Genome Wide Re-Annotation of Caldicellulosiruptor saccharolyticus with New Insights into Genes Involved in Biomass Degradation and Hydrogen Production

Abstract

Caldicellulosiruptor saccharolyticus has proven itself to be an excellent candidate for biological hydrogen (H2) production, but still it has major drawbacks like sensitivity to high osmotic pressure and low volumetric H2 productivity, which should be considered before it can be used industrially. A whole genome re-annotation work has been carried out as an attempt to update the incomplete genome information that causes gap in the knowledge especially in the area of metabolic engineering, to improve the H2 producing capabilities of C. saccharolyticus. Whole genome re-annotation was performed through manual means for 2,682 Coding Sequences (CDSs). Bioinformatics tools based on sequence similarity, motif search, phylogenetic analysis and fold recognition were employed for re-annotation. Our methodology could successfully add functions for 409 hypothetical proteins (HPs), 46 proteins previously annotated as putative and assigned more accurate functions for the known protein sequences. Homology based gene annotation has been used as a standard method for assigning function to novel proteins, but over the past few years many non-homology based methods such as genomic context approaches for protein function prediction have been developed. Using non-homology based functional prediction methods, we were able to assign cellular processes or physical complexes for 249 hypothetical sequences. Our re-annotation pipeline highlights the addition of 231 new CDSs generated from MicroScope Platform, to the original genome with functional prediction for 49 of them. The re-annotation of HPs and new CDSs is stored in the relational database that is available on the MicroScope web-based platform. In parallel, a comparative genome analyses were performed among the members of genus Caldicellulosiruptor to understand the function and evolutionary processes. Further, with results from integrated re-annotation studies (homology and genomic context approach), we strongly suggest that Csac_0437 and Csac_0424 encode for glycoside hydrolases (GH) and are proposed to be involved in the decomposition of recalcitrant plant polysaccharides. Similarly, HPs: Csac_0732, Csac_1862, Csac_1294 and Csac_0668 are suggested to play a significant role in biohydrogen production. Function prediction of these HPs by using our integrated approach will considerably enhance the interpretation of large-scale experiments targeting this industrially important organism.

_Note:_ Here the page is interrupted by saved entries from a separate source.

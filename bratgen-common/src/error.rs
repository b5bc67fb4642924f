//! Common error types for bratgen

use thiserror::Error;

/// Common result type for bratgen operations
pub type Result<T> = std::result::Result<T, Error>;

/// Common error types shared by the bratgen crates
#[derive(Error, Debug)]
pub enum Error {
    /// I/O operation error (wraps std::io::Error)
    #[error("IO error: {0}")]
    Io(#[from] std::io::Error),

    /// JSON encoding or decoding error (wraps serde_json::Error)
    #[error("JSON error: {0}")]
    Json(#[from] serde_json::Error),

    /// TOML decoding error (wraps toml::de::Error)
    #[error("TOML parse error: {0}")]
    TomlParse(#[from] toml::de::Error),

    /// Configuration loading or validation error
    #[error("Configuration error: {0}")]
    Config(String),

    /// Invalid caller input (index out of range, malformed value)
    #[error("Invalid input: {0}")]
    InvalidInput(String),
}
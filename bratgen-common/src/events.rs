//! Generation job status and update events
//!
//! [`JobStatus`] is the closed set of status tags the render server reports.
//! [`JobUpdate`] is what a tracked job tells its owner; every tracked job ends
//! with exactly one terminal update.

use serde::{Deserialize, Serialize};

/// Server-side job status
///
/// Variants are declared in lifecycle order; a job only ever moves forward.
#[derive(Debug, Clone, Copy, PartialEq, Eq, PartialOrd, Ord, Hash, Serialize, Deserialize)]
#[serde(rename_all = "lowercase")]
pub enum JobStatus {
    /// Waiting in the render queue
    Queued,
    /// Render in progress
    Processing,
    /// Render finished, result available
    Completed,
    /// Render failed, error available
    Failed,
}

impl JobStatus {
    pub fn is_terminal(self) -> bool {
        matches!(self, JobStatus::Completed | JobStatus::Failed)
    }

    /// Lifecycle stage; `Completed` and `Failed` share the final stage
    pub fn stage(self) -> u8 {
        match self {
            JobStatus::Queued => 0,
            JobStatus::Processing => 1,
            JobStatus::Completed | JobStatus::Failed => 2,
        }
    }
}

impl std::fmt::Display for JobStatus {
    fn fmt(&self, f: &mut std::fmt::Formatter<'_>) -> std::fmt::Result {
        match self {
            JobStatus::Queued => write!(f, "queued"),
            JobStatus::Processing => write!(f, "processing"),
            JobStatus::Completed => write!(f, "completed"),
            JobStatus::Failed => write!(f, "failed"),
        }
    }
}

/// Progress or outcome of a tracked job
#[derive(Debug, Clone, PartialEq, Eq, Serialize, Deserialize)]
#[serde(tag = "type")]
pub enum JobUpdate {
    /// Waiting in the queue
    Queued {
        /// 1-based position in the render queue
        position: u32,
    },

    /// Server started rendering
    Processing,

    /// Terminal: render finished
    Completed {
        /// Location of the rendered video (server-relative or absolute URL)
        result: String,
    },

    /// Terminal: server reported failure
    Failed {
        /// Server-provided error text, verbatim
        error: String,
    },

    /// Terminal: polling gave up under a bounded poll policy
    TrackingLost {
        /// Consecutive failed polls before giving up
        attempts: u32,
        /// Last transport error seen
        last_error: String,
    },
}

impl JobUpdate {
    pub fn is_terminal(&self) -> bool {
        matches!(
            self,
            JobUpdate::Completed { .. } | JobUpdate::Failed { .. } | JobUpdate::TrackingLost { .. }
        )
    }

    /// One-line status text for display
    pub fn status_message(&self) -> String {
        match self {
            JobUpdate::Queued { position } => format!("Queued (Position: {})", position),
            JobUpdate::Processing => "Processing Video... (This may take a minute)".to_string(),
            JobUpdate::Completed { .. } => "Done!".to_string(),
            JobUpdate::Failed { error } => format!("Failed: {}", error),
            JobUpdate::TrackingLost { attempts, last_error } => format!(
                "Lost contact with server after {} attempts: {}",
                attempts, last_error
            ),
        }
    }
}

/// Update stamped with its job and observation time, for JSON output
#[derive(Debug, Clone, Serialize, Deserialize)]
pub struct JobEvent {
    pub job_id: String,
    #[serde(flatten)]
    pub update: JobUpdate,
    pub timestamp: chrono::DateTime<chrono::Utc>,
}

impl JobEvent {
    pub fn now(job_id: impl Into<String>, update: JobUpdate) -> Self {
        Self {
            job_id: job_id.into(),
            update,
            timestamp: chrono::Utc::now(),
        }
    }
}
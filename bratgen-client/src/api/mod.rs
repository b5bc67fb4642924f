//! Render server API surface used by the client

pub mod types;

pub use types::{GenerateRequestBody, JobSnapshot, SubmitResponse};
//! # bratgen Common Library
//!
//! Shared code for the bratgen client including:
//! - Clock-style time formatting
//! - Synchronized lyrics parsing and range derivation
//! - Line selection state machine
//! - Render style options and their preferences cache
//! - Job status and update events
//! - Configuration loading

pub mod config;
pub mod error;
pub mod events;
pub mod lyrics;
pub mod selection;
pub mod style;
pub mod time_format;

pub use error::{Error, Result};
pub use events::{JobStatus, JobUpdate};
pub use lyrics::{LyricsTimeline, TimeRange, TimedLine};
pub use selection::{LineSelector, Selection};
pub use style::{StyleOptions, StylePreferences};
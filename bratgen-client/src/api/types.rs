//! Render server request/response types
//!
//! Mirrors the two job endpoints of the render server:
//! - `POST /generate` takes a [`GenerateRequestBody`] and answers with a [`SubmitResponse`]
//! - `GET /status/{job_id}` answers with a [`JobSnapshot`]
//!
//! Unknown response fields are ignored so server-side additions (timestamps,
//! echoed payloads) do not break the client.

use bratgen_common::JobStatus;
use serde::{Deserialize, Serialize};

/// JSON body of `POST /generate`
///
/// Exactly one of `lyrics_id` and `manual_lrc` is set.
#[derive(Debug, Clone, PartialEq, Serialize, Deserialize)]
pub struct GenerateRequestBody {
    /// Song title for display and output naming
    pub song: String,
    /// Artist name for display
    pub artist: String,
    /// Audio source identifier
    pub video_id: String,
    /// Lyrics catalogue identifier
    pub lyrics_id: Option<String>,
    /// Raw synchronized lyrics typed or pasted by the user
    pub manual_lrc: Option<String>,
    /// Clip start, `M:SS`
    pub start_time: String,
    /// Clip end, `M:SS`
    pub end_time: String,
    /// Lo-fi intensity level
    pub lofi: u32,
    /// Maximum font size in pixels
    pub fontsize: u32,
    /// Background color
    pub bgcolor: String,
    /// Text color; server default applies when omitted
    #[serde(default, skip_serializing_if = "Option::is_none")]
    pub textcolor: Option<String>,
}

/// Response of `POST /generate`
#[derive(Debug, Clone, Default, Deserialize, Serialize)]
pub struct SubmitResponse {
    /// Identifier for status polling; absent on a malformed response
    #[serde(default)]
    pub job_id: Option<String>,
    /// Initial status tag as reported by the server
    #[serde(default)]
    pub status: Option<String>,
}

/// Response of `GET /status/{job_id}`
#[derive(Debug, Clone, PartialEq, Eq, Deserialize, Serialize)]
pub struct JobSnapshot {
    #[serde(default)]
    pub id: Option<String>,
    pub status: JobStatus,
    /// 1-based queue position; meaningful only while queued
    #[serde(default)]
    pub position: Option<u32>,
    /// Rendered video location, present once completed
    #[serde(default)]
    pub result: Option<String>,
    /// Failure description, present once failed
    #[serde(default)]
    pub error: Option<String>,
}

impl JobSnapshot {
    pub fn new(status: JobStatus) -> Self {
        Self {
            id: None,
            status,
            position: None,
            result: None,
            error: None,
        }
    }

    pub fn queued(position: u32) -> Self {
        Self {
            position: Some(position),
            ..Self::new(JobStatus::Queued)
        }
    }

    pub fn processing() -> Self {
        Self::new(JobStatus::Processing)
    }

    pub fn completed(result: impl Into<String>) -> Self {
        Self {
            result: Some(result.into()),
            ..Self::new(JobStatus::Completed)
        }
    }

    pub fn failed(error: impl Into<String>) -> Self {
        Self {
            error: Some(error.into()),
            ..Self::new(JobStatus::Failed)
        }
    }
}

Fig 1. Visualization of alignment of the 8 Caldicellulosiruptor genomes generated using Blast Ring Image Generator (BRIG) showing (from inner to outer), % G+C, GC skew and the homology based on BLASTn.

The deep purple circle represents the reference sequence, C. saccharolyticus. Outer rings show shared identity (according to BLASTn) with various other Caldicellulosiruptor genomes. BLASTn matches between 50% and 100% nucleotide identity are colored from lightest to darkest shade respectively, according to the graduated scale on the right of the circular BLAST image. Matches with less than 50% identity appear as blank spaces in each ring.

Fig 2. Statistics of Known, Hypothetical and Putative genes before and after re-annotation.

Before re-annotation category include: Known (1854), Hypothetical (781) and Putative (47). After re-annotation category include: Known (2285), Hypothetical: old CDSs (372) + new CDSs (182) and putative: old CDSs (25) + new CDSs (49).

Fig 3. Figure showing a network of predicted associations for a particular group of proteins (related to COG2006 (containing the hypothetical protein Csac_1294 (red)) which is predicted to be involved in valine, leucine and isoleucine biosynthesis pathway and oxidation-reduction process.

The network edges represent the predicted functional associations. Any edge may be drawn with differently coloured lines: a red line indicates the presence of fusion evidence; a green line—neighborhood evidence; a blue line—Co-occurrence evidence, a black line—Co-expression evidence, a yellow line—text mining evidence, and a light blue line indicates database evidence.